My chest has dried up like a mummy’s so that I have no energy to drink sorrow, 
even the smell of water is unbearable.
While the cars speed over the puddles of water leaving their elongated red tail lights 
behind them, why am I going over the Andes alone under the blazing sun? Why are the 
birds flying out from the flaming hat of the western sky? Why is the face of the mummy 
in the Lima Museum wet even though it’s dead?
Even at night my car’s windshield wipers place a cold wet towel on my forehead, and 
yet why am I still going over the Andes where not even a single patch of green can 
grow because it is too high up here? Why is this mountain range endless even when I 
keep going over it again and again? Why does the mummy still clasp its dried-up chest 
with its arms? Why are the mummy’s fingers wet like clay being kneaded on the potter’s 
wheel that has momentarily stopped spinning?

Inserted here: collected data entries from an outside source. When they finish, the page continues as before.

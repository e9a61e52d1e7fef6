//! Producer task ownership

use thiserror::Error;
use tokio::sync::oneshot;
use tokio::task::JoinHandle;
use tracing::{debug, warn};

use super::collector::SourceSender;
use super::events::{SourceEvent, SourceKind};

/// Errors starting an input engine
#[derive(Debug, Error)]
pub enum SourceError {
    #[error("{0} input is not supported here")]
    Unsupported(SourceKind),

    #[error("failed to start {kind} engine: {reason}")]
    Start { kind: SourceKind, reason: String },

    #[error("I/O error: {0}")]
    Io(#[from] std::io::Error),
}

/// Scoped owner of a producer task
///
/// [`SourceHandle::shutdown`] asks the task to release its engine and waits
/// for it. Dropping the handle without shutting down aborts the task.
pub struct SourceHandle {
    kind: SourceKind,
    shutdown: Option<oneshot::Sender<()>>,
    task: Option<JoinHandle<()>>,
}

impl SourceHandle {
    pub(crate) fn new(
        kind: SourceKind,
        shutdown: oneshot::Sender<()>,
        task: JoinHandle<()>,
    ) -> Self {
        Self {
            kind,
            shutdown: Some(shutdown),
            task: Some(task),
        }
    }

    pub fn kind(&self) -> SourceKind {
        self.kind
    }

    /// Whether the producer already exited on its own
    pub fn is_finished(&self) -> bool {
        self.task.as_ref().is_none_or(|task| task.is_finished())
    }

    /// Signals the producer and waits until it has released its engine
    pub async fn shutdown(mut self) {
        if let Some(signal) = self.shutdown.take() {
            // The task may have exited already
            let _ = signal.send(());
        }

        if let Some(task) = self.task.take() {
            match task.await {
                Ok(()) => debug!(source = %self.kind, "Input source stopped"),
                Err(e) => warn!(source = %self.kind, error = %e, "Input source task failed"),
            }
        }
    }
}

impl Drop for SourceHandle {
    fn drop(&mut self) {
        if let Some(task) = self.task.take() {
            task.abort();
        }
    }
}

/// Publishes that a producer could not be started
pub fn report_unavailable(events: &SourceSender, kind: SourceKind, reason: impl Into<String>) {
    let _ = events.send(SourceEvent::Unavailable {
        source: kind,
        reason: reason.into(),
    });
}
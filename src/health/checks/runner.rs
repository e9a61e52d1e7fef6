//! Runner simulation health check

use crate::health::check::{CheckLog, CheckResult, SystemCheck};
use crate::sim::{RunnerConfig, World};

/// Drives a seeded world through jump, spawn, pause and reset
pub struct RunnerCheck {
    config: RunnerConfig,
}

impl RunnerCheck {
    pub fn new() -> Self {
        Self::with_config(RunnerConfig::default())
    }

    pub fn with_config(config: RunnerConfig) -> Self {
        Self { config }
    }
}

impl Default for RunnerCheck {
    fn default() -> Self {
        Self::new()
    }
}

impl SystemCheck for RunnerCheck {
    fn name(&self) -> &'static str {
        "Runner"
    }

    fn description(&self) -> Option<&'static str> {
        Some("Simulation physics, spawning and lifecycle")
    }

    fn check(&self) -> CheckResult {
        let mut log = CheckLog::new();
        let mut world = World::with_config(self.config.clone(), 42);

        world.tick();
        let state = world.runner().state();
        log.record(
            state.running && state.is_grounded() && state.score == 1,
            format!("First tick: grounded, score {}", state.score),
        );

        let jumped = world.runner_mut().jump();
        world.tick();
        log.record(
            jumped && !world.runner().state().is_grounded(),
            format!(
                "Jump lifts player to offset {:.2}",
                world.runner().state().vertical_offset
            ),
        );
        log.record(
            !world.runner_mut().jump(),
            "Second jump while airborne is ignored",
        );

        let spawn_rate = self.config.spawn_rate;
        while world.runner().is_running() && world.runner().state().frame_counter < spawn_rate {
            world.tick();
        }
        if spawn_rate > 0 {
            log.record(
                !world.runner().state().obstacles.is_empty(),
                format!("Obstacle spawned by frame {spawn_rate}"),
            );
        }

        world.pause();
        let frame = world.runner().state().frame_counter;
        world.tick();
        log.record(
            world.runner().state().frame_counter == frame,
            "Paused world does not advance",
        );
        world.resume();

        world.runner_mut().reset();
        let state = world.runner().state();
        log.record(
            state.running && state.score == 0 && state.obstacles.is_empty(),
            format!(
                "Reset restores initial state (best score kept: {})",
                world.runner().best_score()
            ),
        );

        log.finish(format!("{} ticks simulated", world.tick_count()))
    }
}

#[cfg(test)]
mod tests {
    use super::*;
    use crate::health::CheckStatus;

    #[test]
    fn test_default_runner_passes() {
        let result = RunnerCheck::new().check();
        assert_eq!(result.status, CheckStatus::Pass, "{:?}", result.details);
    }

    #[test]
    fn test_zero_jump_force_fails() {
        let config = RunnerConfig {
            jump_force: 0.0,
            ..RunnerConfig::default()
        };
        assert!(RunnerCheck::with_config(config).check().status.is_fail());
    }
}
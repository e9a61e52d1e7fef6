//! Input handlers

use std::time::{Duration, Instant};

use tracing::{debug, trace};

use super::events::{InputAction, InputEvent};
use super::state::InputState;

/// Trait for subsystems that handle input
///
/// Handlers are called in priority order (highest first).
/// When a handler consumes an event (returns true), propagation stops.
pub trait InputHandler: Send {
    /// Name of this handler for debugging
    fn name(&self) -> &str;

    /// Priority for input routing (higher = earlier)
    ///
    /// Priority ranges:
    /// - 100+: Overrides (replay, scripted input)
    /// - 50-99: Game and voice handlers
    /// - 0-49: Fallback handlers
    fn priority(&self) -> u32;

    /// Handle an input event
    ///
    /// # Returns
    /// * `true` if the event was consumed (stops propagation to lower priority handlers)
    /// * `false` if the event was not handled (continues to next handler)
    fn handle_event(&mut self, event: &InputEvent, state: &InputState) -> bool;

    /// Called every frame with current input state, after all events are processed
    fn update(&mut self, _state: &InputState) {}

    /// Called at the start of each frame, before events are generated
    fn begin_frame(&mut self) {}

    /// Actions produced since the last call
    fn take_actions(&mut self) -> Vec<InputAction> {
        Vec::new()
    }
}

/// Turns gesture rising edges into debounced jump requests
pub struct GestureHandler {
    cooldown: Duration,
    last_jump: Option<Instant>,
    actions: Vec<InputAction>,
    suppressed: u64,
}

impl GestureHandler {
    pub const NAME: &'static str = "gesture";

    pub fn new(cooldown: Duration) -> Self {
        Self {
            cooldown,
            last_jump: None,
            actions: Vec::new(),
            suppressed: 0,
        }
    }

    /// Rising edges ignored because they fell inside the cooldown window
    pub fn suppressed(&self) -> u64 {
        self.suppressed
    }

    fn cooling_down(&self, now: Instant) -> bool {
        self.last_jump
            .is_some_and(|last| now.saturating_duration_since(last) < self.cooldown)
    }
}

impl InputHandler for GestureHandler {
    fn name(&self) -> &str {
        Self::NAME
    }

    fn priority(&self) -> u32 {
        60
    }

    fn handle_event(&mut self, event: &InputEvent, state: &InputState) -> bool {
        match event {
            InputEvent::GestureStarted => {
                let Some(now) = state.now else {
                    return true;
                };

                if self.cooling_down(now) {
                    self.suppressed += 1;
                    trace!(suppressed = self.suppressed, "Gesture within cooldown");
                } else {
                    debug!("Jump gesture");
                    self.last_jump = Some(now);
                    self.actions.push(InputAction::Jump);
                }
                true
            }
            InputEvent::GestureEnded => true,
            _ => false,
        }
    }

    fn take_actions(&mut self) -> Vec<InputAction> {
        std::mem::take(&mut self.actions)
    }
}

/// Forwards finalized utterances as assistant commands
#[derive(Default)]
pub struct VoiceHandler {
    actions: Vec<InputAction>,
}

impl VoiceHandler {
    pub const NAME: &'static str = "voice";

    pub fn new() -> Self {
        Self::default()
    }
}

impl InputHandler for VoiceHandler {
    fn name(&self) -> &str {
        Self::NAME
    }

    fn priority(&self) -> u32 {
        50
    }

    fn handle_event(&mut self, event: &InputEvent, _state: &InputState) -> bool {
        match event {
            InputEvent::Utterance(text) => {
                let text = text.trim();
                if !text.is_empty() {
                    self.actions.push(InputAction::Command(text.to_string()));
                }
                true
            }
            _ => false,
        }
    }

    fn take_actions(&mut self) -> Vec<InputAction> {
        std::mem::take(&mut self.actions)
    }
}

Why is the car at a standstill like a toppled water glass as the raindrops on top of its hood 
quickly bloom then break apart and rise again like a crown made of water? Why did the 
car stop moving and stand idly at the street corner? Why did the mummy turn its head 
sideways and keep still in the middle of going over the Andes where the hot snowfall 
never gets turned off?
Why am I breathing like a lungfish, opening and closing my mouth, why have I lived so  
long in the same body, am I sighing under my heavy dress, are my eyes open or closed,
in a night of a heavy rainfall why does the vast Andes appear in front of me again 
and again?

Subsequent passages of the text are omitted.